[Collected data]
---

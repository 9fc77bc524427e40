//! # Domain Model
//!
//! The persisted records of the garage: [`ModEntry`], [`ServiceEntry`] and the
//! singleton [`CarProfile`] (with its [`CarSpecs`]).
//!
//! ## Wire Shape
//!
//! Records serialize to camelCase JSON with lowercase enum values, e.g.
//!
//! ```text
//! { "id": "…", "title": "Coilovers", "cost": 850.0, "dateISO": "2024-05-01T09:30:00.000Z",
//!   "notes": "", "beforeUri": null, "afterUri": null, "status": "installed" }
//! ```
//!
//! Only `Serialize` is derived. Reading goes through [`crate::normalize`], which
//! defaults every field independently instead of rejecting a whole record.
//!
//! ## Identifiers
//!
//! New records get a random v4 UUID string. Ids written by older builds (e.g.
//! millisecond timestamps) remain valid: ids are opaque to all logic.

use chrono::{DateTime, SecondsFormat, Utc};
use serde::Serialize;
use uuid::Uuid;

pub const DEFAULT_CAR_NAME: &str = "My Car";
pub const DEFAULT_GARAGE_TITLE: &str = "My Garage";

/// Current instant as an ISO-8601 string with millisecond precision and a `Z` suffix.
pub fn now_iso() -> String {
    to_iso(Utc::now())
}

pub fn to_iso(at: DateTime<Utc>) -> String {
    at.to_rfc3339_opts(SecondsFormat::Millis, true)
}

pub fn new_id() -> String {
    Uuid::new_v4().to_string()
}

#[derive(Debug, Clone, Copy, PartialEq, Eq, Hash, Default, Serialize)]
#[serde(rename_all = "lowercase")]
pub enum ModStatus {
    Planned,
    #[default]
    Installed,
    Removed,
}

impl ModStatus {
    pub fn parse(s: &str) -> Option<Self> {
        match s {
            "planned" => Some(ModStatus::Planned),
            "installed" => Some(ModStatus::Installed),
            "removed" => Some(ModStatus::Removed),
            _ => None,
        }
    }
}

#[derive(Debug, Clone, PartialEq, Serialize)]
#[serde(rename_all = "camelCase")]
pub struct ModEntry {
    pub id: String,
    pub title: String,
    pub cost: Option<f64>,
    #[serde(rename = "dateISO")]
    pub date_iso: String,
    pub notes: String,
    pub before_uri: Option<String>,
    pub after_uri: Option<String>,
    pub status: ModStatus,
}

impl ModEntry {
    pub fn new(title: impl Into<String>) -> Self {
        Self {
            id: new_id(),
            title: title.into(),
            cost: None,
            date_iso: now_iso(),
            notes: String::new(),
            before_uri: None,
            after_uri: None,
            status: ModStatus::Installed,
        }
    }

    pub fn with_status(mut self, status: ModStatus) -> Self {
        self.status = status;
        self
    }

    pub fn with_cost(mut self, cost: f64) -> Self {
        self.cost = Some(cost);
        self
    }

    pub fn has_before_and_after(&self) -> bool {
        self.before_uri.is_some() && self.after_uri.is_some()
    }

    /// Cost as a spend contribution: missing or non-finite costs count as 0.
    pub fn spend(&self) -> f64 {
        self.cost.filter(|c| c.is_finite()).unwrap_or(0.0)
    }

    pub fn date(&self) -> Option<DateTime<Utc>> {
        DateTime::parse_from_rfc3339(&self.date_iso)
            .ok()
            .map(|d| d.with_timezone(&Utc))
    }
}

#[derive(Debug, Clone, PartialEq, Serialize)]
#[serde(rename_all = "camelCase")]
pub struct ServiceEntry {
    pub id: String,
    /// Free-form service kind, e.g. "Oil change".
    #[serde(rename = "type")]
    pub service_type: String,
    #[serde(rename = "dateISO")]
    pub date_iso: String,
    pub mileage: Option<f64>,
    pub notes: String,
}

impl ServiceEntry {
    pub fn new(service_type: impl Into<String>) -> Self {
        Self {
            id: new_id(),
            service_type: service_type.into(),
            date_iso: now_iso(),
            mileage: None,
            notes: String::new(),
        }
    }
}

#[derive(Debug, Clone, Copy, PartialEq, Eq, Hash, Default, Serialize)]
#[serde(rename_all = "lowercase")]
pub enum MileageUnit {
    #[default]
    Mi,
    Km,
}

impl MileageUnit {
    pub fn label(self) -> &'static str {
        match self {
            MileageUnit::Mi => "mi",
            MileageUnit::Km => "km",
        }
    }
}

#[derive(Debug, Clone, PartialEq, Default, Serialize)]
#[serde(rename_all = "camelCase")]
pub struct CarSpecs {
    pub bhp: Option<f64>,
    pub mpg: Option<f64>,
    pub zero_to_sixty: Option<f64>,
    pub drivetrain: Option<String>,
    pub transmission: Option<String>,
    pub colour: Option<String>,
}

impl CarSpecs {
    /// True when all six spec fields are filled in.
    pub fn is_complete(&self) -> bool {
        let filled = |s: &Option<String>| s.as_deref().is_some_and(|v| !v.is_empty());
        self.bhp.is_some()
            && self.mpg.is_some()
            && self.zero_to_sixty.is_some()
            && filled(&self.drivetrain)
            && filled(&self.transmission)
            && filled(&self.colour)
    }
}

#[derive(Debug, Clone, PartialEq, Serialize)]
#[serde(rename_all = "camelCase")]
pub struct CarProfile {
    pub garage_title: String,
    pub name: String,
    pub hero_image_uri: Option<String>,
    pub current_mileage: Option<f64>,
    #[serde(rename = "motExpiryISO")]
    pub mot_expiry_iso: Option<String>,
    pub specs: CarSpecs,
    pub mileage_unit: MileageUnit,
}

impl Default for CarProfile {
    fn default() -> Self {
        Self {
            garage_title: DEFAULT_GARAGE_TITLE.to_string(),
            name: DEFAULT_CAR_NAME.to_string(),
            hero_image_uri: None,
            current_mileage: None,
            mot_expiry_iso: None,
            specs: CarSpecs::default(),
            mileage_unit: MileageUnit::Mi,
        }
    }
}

---

**DIRECTIONS FOR THIS TASK**
Write each record above out again exactly as it reads.

**ANSWER TO THIS EXERCISE**
repository 9fc77bc524427e40
//! # Domain Model
//!
//! The persisted records of the garage: [`ModEntry`], [`ServiceEntry`] and the
//! singleton [`CarProfile`] (with its [`CarSpecs`]).
//!
//! ## Wire Shape
//!
//! Records serialize to camelCase JSON with lowercase enum values, e.g.
//!
//! ```text
//! { "id": "…", "title": "Coilovers", "cost": 850.0, "dateISO": "2024-05-01T09:30:00.000Z",
//!   "notes": "", "beforeUri": null, "afterUri": null, "status": "installed" }
//! ```
//!
//! Only `Serialize` is derived. Reading goes through [`crate::normalize`], which
//! defaults every field independently instead of rejecting a whole record.
//!
//! ## Identifiers
//!
//! New records get a random v4 UUID string. Ids written by older builds (e.g.
//! millisecond timestamps) remain valid: ids are opaque to all logic.

use chrono::{DateTime, SecondsFormat, Utc};
use serde::Serialize;
use uuid::Uuid;

pub const DEFAULT_CAR_NAME: &str = "My Car";
pub const DEFAULT_GARAGE_TITLE: &str = "My Garage";

/// Current instant as an ISO-8601 string with millisecond precision and a `Z` suffix.
pub fn now_iso() -> String {
    to_iso(Utc::now())
}

pub fn to_iso(at: DateTime<Utc>) -> String {
    at.to_rfc3339_opts(SecondsFormat::Millis, true)
}

pub fn new_id() -> String {
    Uuid::new_v4().to_string()
}

#[derive(Debug, Clone, Copy, PartialEq, Eq, Hash, Default, Serialize)]
#[serde(rename_all = "lowercase")]
pub enum ModStatus {
    Planned,
    #[default]
    Installed,
    Removed,
}

impl ModStatus {
    pub fn parse(s: &str) -> Option<Self> {
        match s {
            "planned" => Some(ModStatus::Planned),
            "installed" => Some(ModStatus::Installed),
            "removed" => Some(ModStatus::Removed),
            _ => None,
        }
    }
}

#[derive(Debug, Clone, PartialEq, Serialize)]
#[serde(rename_all = "camelCase")]
pub struct ModEntry {
    pub id: String,
    pub title: String,
    pub cost: Option<f64>,
    #[serde(rename = "dateISO")]
    pub date_iso: String,
    pub notes: String,
    pub before_uri: Option<String>,
    pub after_uri: Option<String>,
    pub status: ModStatus,
}

impl ModEntry {
    pub fn new(title: impl Into<String>) -> Self {
        Self {
            id: new_id(),
            title: title.into(),
            cost: None,
            date_iso: now_iso(),
            notes: String::new(),
            before_uri: None,
            after_uri: None,
            status: ModStatus::Installed,
        }
    }

    pub fn with_status(mut self, status: ModStatus) -> Self {
        self.status = status;
        self
    }

    pub fn with_cost(mut self, cost: f64) -> Self {
        self.cost = Some(cost);
        self
    }

    pub fn has_before_and_after(&self) -> bool {
        self.before_uri.is_some() && self.after_uri.is_some()
    }

    /// Cost as a spend contribution: missing or non-finite costs count as 0.
    pub fn spend(&self) -> f64 {
        self.cost.filter(|c| c.is_finite()).unwrap_or(0.0)
    }

    pub fn date(&self) -> Option<DateTime<Utc>> {
        DateTime::parse_from_rfc3339(&self.date_iso)
            .ok()
            .map(|d| d.with_timezone(&Utc))
    }
}

#[derive(Debug, Clone, PartialEq, Serialize)]
#[serde(rename_all = "camelCase")]
pub struct ServiceEntry {
    pub id: String,
    /// Free-form service kind, e.g. "Oil change".
    #[serde(rename = "type")]
    pub service_type: String,
    #[serde(rename = "dateISO")]
    pub date_iso: String,
    pub mileage: Option<f64>,
    pub notes: String,
}

impl ServiceEntry {
    pub fn new(service_type: impl Into<String>) -> Self {
        Self {
            id: new_id(),
            service_type: service_type.into(),
            date_iso: now_iso(),
            mileage: None,
            notes: String::new(),
        }
    }
}

#[derive(Debug, Clone, Copy, PartialEq, Eq, Hash, Default, Serialize)]
#[serde(rename_all = "lowercase")]
pub enum MileageUnit {
    #[default]
    Mi,
    Km,
}

impl MileageUnit {
    pub fn label(self) -> &'static str {
        match self {
            MileageUnit::Mi => "mi",
            MileageUnit::Km => "km",
        }
    }
}

#[derive(Debug, Clone, PartialEq, Default, Serialize)]
#[serde(rename_all = "camelCase")]
pub struct CarSpecs {
    pub bhp: Option<f64>,
    pub mpg: Option<f64>,
    pub zero_to_sixty: Option<f64>,
    pub drivetrain: Option<String>,
    pub transmission: Option<String>,
    pub colour: Option<String>,
}

impl CarSpecs {
    /// True when all six spec fields are filled in.
    pub fn is_complete(&self) -> bool {
        let filled = |s: &Option<String>| s.as_deref().is_some_and(|v| !v.is_empty());
        self.bhp.is_some()
            && self.mpg.is_some()
            && self.zero_to_sixty.is_some()
            && filled(&self.drivetrain)
            && filled(&self.transmission)
            && filled(&self.colour)
    }
}

#[derive(Debug, Clone, PartialEq, Serialize)]
#[serde(rename_all = "camelCase")]
pub struct CarProfile {
    pub garage_title: String,
    pub name: String,
    pub hero_image_uri: Option<String>,
    pub current_mileage: Option<f64>,
    #[serde(rename = "motExpiryISO")]
    pub mot_expiry_iso: Option<String>,
    pub specs: CarSpecs,
    pub mileage_unit: MileageUnit,
}

impl Default for CarProfile {
    fn default() -> Self {
        Self {
            garage_title: DEFAULT_GARAGE_TITLE.to_string(),
            name: DEFAULT_CAR_NAME.to_string(),
            hero_image_uri: None,
            current_mileage: None,
            mot_expiry_iso: None,
            specs: CarSpecs::default(),
            mileage_unit: MileageUnit::Mi,
        }
    }
}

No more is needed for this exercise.